-- Given information follows --

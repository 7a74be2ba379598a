use strum::Display;

use crate::generator::{
  ast::{GoIdent, GoImportPath},
  naming::conventions::{Layer, request_param_layer, response_payload_layer},
};

pub(crate) const CONTEXT_IMPORT_PATH: &str = "context";
pub(crate) const CONTEXT_TYPE: &str = "Context";
pub(crate) const TRANSFORM_FUNCTION: &str = "Transform";
pub(crate) const ERRORS_IMPORT_PATH: &str = "errors";
pub(crate) const FMT_IMPORT_PATH: &str = "fmt";
pub(crate) const TWIRP_IMPORT_PATH: &str = "github.com/twitchtv/twirp";

/// The three code-location roots the generated adapters reference.
#[derive(Debug, Clone, PartialEq, Eq, bon::Builder)]
pub struct ResolverConfig {
  #[builder(into)]
  pub domain_root: GoImportPath,
  #[builder(into)]
  pub use_case_root: GoImportPath,
  #[builder(into)]
  pub transform_root: GoImportPath,
}

/// How a bare name is used by the generated code.
#[derive(Debug, Clone, Copy, PartialEq, Eq, Display)]
pub enum Role {
  #[strum(to_string = "domain type")]
  DomainType,
  #[strum(to_string = "use-case dependency type")]
  UseCaseType,
  #[strum(to_string = "context type")]
  ContextType,
  #[strum(to_string = "data-transform function")]
  TransformFunction,
  #[strum(to_string = "request parameter type")]
  RequestParam,
  #[strum(to_string = "response payload type")]
  ResponsePayload,
}

/// Binds bare names to their code-location root.
///
/// Resolution never fails; a name routed to the wrong root only surfaces when
/// the generated package is compiled.
#[derive(Debug, Clone, Copy)]
pub struct IdentifierResolver<'a> {
  config: &'a ResolverConfig,
}

impl<'a> IdentifierResolver<'a> {
  pub fn new(config: &'a ResolverConfig) -> Self {
    Self { config }
  }

  pub fn resolve(&self, role: Role, name: &str) -> GoIdent {
    match role {
      Role::DomainType => GoIdent::new(name, self.config.domain_root.clone()),
      Role::UseCaseType => GoIdent::new(name, self.config.use_case_root.clone()),
      Role::ContextType => GoIdent::new(CONTEXT_TYPE, CONTEXT_IMPORT_PATH),
      Role::TransformFunction => GoIdent::new(TRANSFORM_FUNCTION, self.config.transform_root.clone()),
      Role::RequestParam => self.in_layer(request_param_layer(name), name),
      Role::ResponsePayload => self.in_layer(response_payload_layer(name), name),
    }
  }

  pub fn context_type(&self) -> GoIdent {
    self.resolve(Role::ContextType, CONTEXT_TYPE)
  }

  pub fn transform_function(&self) -> GoIdent {
    self.resolve(Role::TransformFunction, TRANSFORM_FUNCTION)
  }

  /// Layer a name of the given role lands in, if the role is convention-routed.
  pub fn layer_of(role: Role, name: &str) -> Option<Layer> {
    match role {
      Role::RequestParam => Some(request_param_layer(name)),
      Role::ResponsePayload => Some(response_payload_layer(name)),
      Role::DomainType | Role::UseCaseType | Role::ContextType | Role::TransformFunction => None,
    }
  }

  fn in_layer(&self, layer: Layer, name: &str) -> GoIdent {
    match layer {
      Layer::UseCase => self.resolve(Role::UseCaseType, name),
      Layer::Domain => self.resolve(Role::DomainType, name),
    }
  }
}

/// Identifiers from fixed ambient packages.
pub(crate) mod ambient {
  use super::{ERRORS_IMPORT_PATH, FMT_IMPORT_PATH, TWIRP_IMPORT_PATH};
  use crate::generator::ast::GoIdent;

  pub(crate) fn twirp(name: &str) -> GoIdent {
    GoIdent::new(name, TWIRP_IMPORT_PATH)
  }

  pub(crate) fn errors(name: &str) -> GoIdent {
    GoIdent::new(name, ERRORS_IMPORT_PATH)
  }

  pub(crate) fn fmt(name: &str) -> GoIdent {
    GoIdent::new(name, FMT_IMPORT_PATH)
  }
}

#[cfg(test)]
mod tests {
  use super::*;

  fn config() -> ResolverConfig {
    ResolverConfig::builder()
      .domain_root("pkg/domain")
      .use_case_root("pkg/usecase")
      .transform_root("pkg/dts")
      .build()
  }

  #[test]
  fn test_fixed_roles() {
    let config = config();
    let resolver = IdentifierResolver::new(&config);

    assert_eq!(
      resolver.resolve(Role::DomainType, "Error"),
      GoIdent::new("Error", "pkg/domain")
    );
    assert_eq!(
      resolver.resolve(Role::UseCaseType, "OrderUseCase"),
      GoIdent::new("OrderUseCase", "pkg/usecase")
    );
    assert_eq!(resolver.context_type(), GoIdent::new("Context", "context"));
    assert_eq!(resolver.transform_function(), GoIdent::new("Transform", "pkg/dts"));
  }

  #[test]
  fn test_fixed_names_ignore_bare_name() {
    let config = config();
    let resolver = IdentifierResolver::new(&config);

    assert_eq!(
      resolver.resolve(Role::TransformFunction, "Convert"),
      GoIdent::new("Transform", "pkg/dts")
    );
    assert_eq!(
      resolver.resolve(Role::ContextType, "Ctx"),
      GoIdent::new("Context", "context")
    );
  }

  #[test]
  fn test_request_param_routing() {
    let config = config();
    let resolver = IdentifierResolver::new(&config);

    assert_eq!(
      resolver.resolve(Role::RequestParam, "CreateOrderParam").import_path,
      GoImportPath::new("pkg/usecase")
    );
    assert_eq!(
      resolver.resolve(Role::RequestParam, "ListOrdersParams").import_path,
      GoImportPath::new("pkg/usecase")
    );
    assert_eq!(
      resolver.resolve(Role::RequestParam, "Widget"),
      GoIdent::new("Widget", "pkg/domain")
    );
  }

  #[test]
  fn test_response_payload_routing() {
    let config = config();
    let resolver = IdentifierResolver::new(&config);

    assert_eq!(
      resolver.resolve(Role::ResponsePayload, "CreateOrderResponse"),
      GoIdent::new("CreateOrderResponse", "pkg/usecase")
    );
    assert_eq!(
      resolver.resolve(Role::ResponsePayload, "Order"),
      GoIdent::new("Order", "pkg/domain")
    );
    // A Param suffix means nothing for responses.
    assert_eq!(
      resolver.resolve(Role::ResponsePayload, "OrderParam").import_path,
      GoImportPath::new("pkg/domain")
    );
  }

  #[test]
  fn test_layer_of() {
    assert_eq!(
      IdentifierResolver::layer_of(Role::RequestParam, "Widget"),
      Some(Layer::Domain)
    );
    assert_eq!(
      IdentifierResolver::layer_of(Role::ResponsePayload, "WidgetResponse"),
      Some(Layer::UseCase)
    );
    assert_eq!(IdentifierResolver::layer_of(Role::DomainType, "Widget"), None);
  }

  #[test]
  fn test_role_display() {
    assert_eq!(Role::RequestParam.to_string(), "request parameter type");
    assert_eq!(Role::UseCaseType.to_string(), "use-case dependency type");
  }
}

-- Given information concluded --

- Work required
Looking at the material, work out the number of lines holding "super", and write that number alone.

- Response for this exercise
2